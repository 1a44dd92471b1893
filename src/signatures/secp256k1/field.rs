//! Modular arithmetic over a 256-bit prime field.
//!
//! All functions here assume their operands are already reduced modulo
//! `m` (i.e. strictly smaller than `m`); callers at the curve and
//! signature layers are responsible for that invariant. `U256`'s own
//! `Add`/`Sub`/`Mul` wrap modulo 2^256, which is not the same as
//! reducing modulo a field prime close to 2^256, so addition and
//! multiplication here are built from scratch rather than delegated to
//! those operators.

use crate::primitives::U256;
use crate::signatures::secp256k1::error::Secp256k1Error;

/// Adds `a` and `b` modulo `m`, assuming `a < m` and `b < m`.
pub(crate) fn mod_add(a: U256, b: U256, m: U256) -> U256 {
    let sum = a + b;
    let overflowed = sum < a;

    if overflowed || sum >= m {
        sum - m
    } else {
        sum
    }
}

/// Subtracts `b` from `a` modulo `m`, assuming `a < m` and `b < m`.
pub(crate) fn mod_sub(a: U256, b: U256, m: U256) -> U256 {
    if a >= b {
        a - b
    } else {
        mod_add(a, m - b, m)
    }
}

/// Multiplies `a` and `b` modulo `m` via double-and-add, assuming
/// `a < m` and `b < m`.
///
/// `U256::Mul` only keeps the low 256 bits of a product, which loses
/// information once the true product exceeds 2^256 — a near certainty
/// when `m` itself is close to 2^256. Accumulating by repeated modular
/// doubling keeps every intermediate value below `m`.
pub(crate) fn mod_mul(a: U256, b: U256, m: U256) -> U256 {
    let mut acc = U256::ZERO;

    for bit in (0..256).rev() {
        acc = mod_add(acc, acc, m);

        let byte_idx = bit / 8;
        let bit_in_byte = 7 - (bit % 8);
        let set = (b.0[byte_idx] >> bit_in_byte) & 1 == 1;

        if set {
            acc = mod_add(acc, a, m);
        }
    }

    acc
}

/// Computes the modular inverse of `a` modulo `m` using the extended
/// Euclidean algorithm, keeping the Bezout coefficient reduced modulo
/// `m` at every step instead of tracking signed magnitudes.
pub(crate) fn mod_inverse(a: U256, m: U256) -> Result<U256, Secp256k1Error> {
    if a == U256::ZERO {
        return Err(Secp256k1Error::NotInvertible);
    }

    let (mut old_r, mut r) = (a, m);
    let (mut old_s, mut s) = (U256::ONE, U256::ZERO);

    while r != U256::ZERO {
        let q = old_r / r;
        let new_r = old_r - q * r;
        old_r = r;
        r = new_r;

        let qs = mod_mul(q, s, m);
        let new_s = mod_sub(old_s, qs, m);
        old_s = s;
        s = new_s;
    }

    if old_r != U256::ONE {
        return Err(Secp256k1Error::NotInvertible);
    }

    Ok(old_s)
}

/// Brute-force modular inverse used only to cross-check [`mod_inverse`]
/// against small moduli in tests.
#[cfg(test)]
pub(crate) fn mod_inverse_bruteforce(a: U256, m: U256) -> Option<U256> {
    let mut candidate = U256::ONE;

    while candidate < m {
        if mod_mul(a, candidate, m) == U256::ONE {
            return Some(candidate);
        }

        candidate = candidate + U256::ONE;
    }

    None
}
•••
■ Work item ■
The answer must consist of all the entries, copied exactly.

■ Task result ■
repository 1a44dd92471b1893
filename src/signatures/secp256k1/field.rs
//! Modular arithmetic over a 256-bit prime field.
//!
//! All functions here assume their operands are already reduced modulo
//! `m` (i.e. strictly smaller than `m`); callers at the curve and
//! signature layers are responsible for that invariant. `U256`'s own
//! `Add`/`Sub`/`Mul` wrap modulo 2^256, which is not the same as
//! reducing modulo a field prime close to 2^256, so addition and
//! multiplication here are built from scratch rather than delegated to
//! those operators.

use crate::primitives::U256;
use crate::signatures::secp256k1::error::Secp256k1Error;

/// Adds `a` and `b` modulo `m`, assuming `a < m` and `b < m`.
pub(crate) fn mod_add(a: U256, b: U256, m: U256) -> U256 {
    let sum = a + b;
    let overflowed = sum < a;

    if overflowed || sum >= m {
        sum - m
    } else {
        sum
    }
}

/// Subtracts `b` from `a` modulo `m`, assuming `a < m` and `b < m`.
pub(crate) fn mod_sub(a: U256, b: U256, m: U256) -> U256 {
    if a >= b {
        a - b
    } else {
        mod_add(a, m - b, m)
    }
}

/// Multiplies `a` and `b` modulo `m` via double-and-add, assuming
/// `a < m` and `b < m`.
///
/// `U256::Mul` only keeps the low 256 bits of a product, which loses
/// information once the true product exceeds 2^256 — a near certainty
/// when `m` itself is close to 2^256. Accumulating by repeated modular
/// doubling keeps every intermediate value below `m`.
pub(crate) fn mod_mul(a: U256, b: U256, m: U256) -> U256 {
    let mut acc = U256::ZERO;

    for bit in (0..256).rev() {
        acc = mod_add(acc, acc, m);

        let byte_idx = bit / 8;
        let bit_in_byte = 7 - (bit % 8);
        let set = (b.0[byte_idx] >> bit_in_byte) & 1 == 1;

        if set {
            acc = mod_add(acc, a, m);
        }
    }

    acc
}

/// Computes the modular inverse of `a` modulo `m` using the extended
/// Euclidean algorithm, keeping the Bezout coefficient reduced modulo
/// `m` at every step instead of tracking signed magnitudes.
pub(crate) fn mod_inverse(a: U256, m: U256) -> Result<U256, Secp256k1Error> {
    if a == U256::ZERO {
        return Err(Secp256k1Error::NotInvertible);
    }

    let (mut old_r, mut r) = (a, m);
    let (mut old_s, mut s) = (U256::ONE, U256::ZERO);

    while r != U256::ZERO {
        let q = old_r / r;
        let new_r = old_r - q * r;
        old_r = r;
        r = new_r;

        let qs = mod_mul(q, s, m);
        let new_s = mod_sub(old_s, qs, m);
        old_s = s;
        s = new_s;
    }

    if old_r != U256::ONE {
        return Err(Secp256k1Error::NotInvertible);
    }

    Ok(old_s)
}

/// Brute-force modular inverse used only to cross-check [`mod_inverse`]
/// against small moduli in tests.
#[cfg(test)]
pub(crate) fn mod_inverse_bruteforce(a: U256, m: U256) -> Option<U256> {
    let mut candidate = U256::ONE;

    while candidate < m {
        if mod_mul(a, candidate, m) == U256::ONE {
            return Some(candidate);
        }

        candidate = candidate + U256::ONE;
    }

    None
}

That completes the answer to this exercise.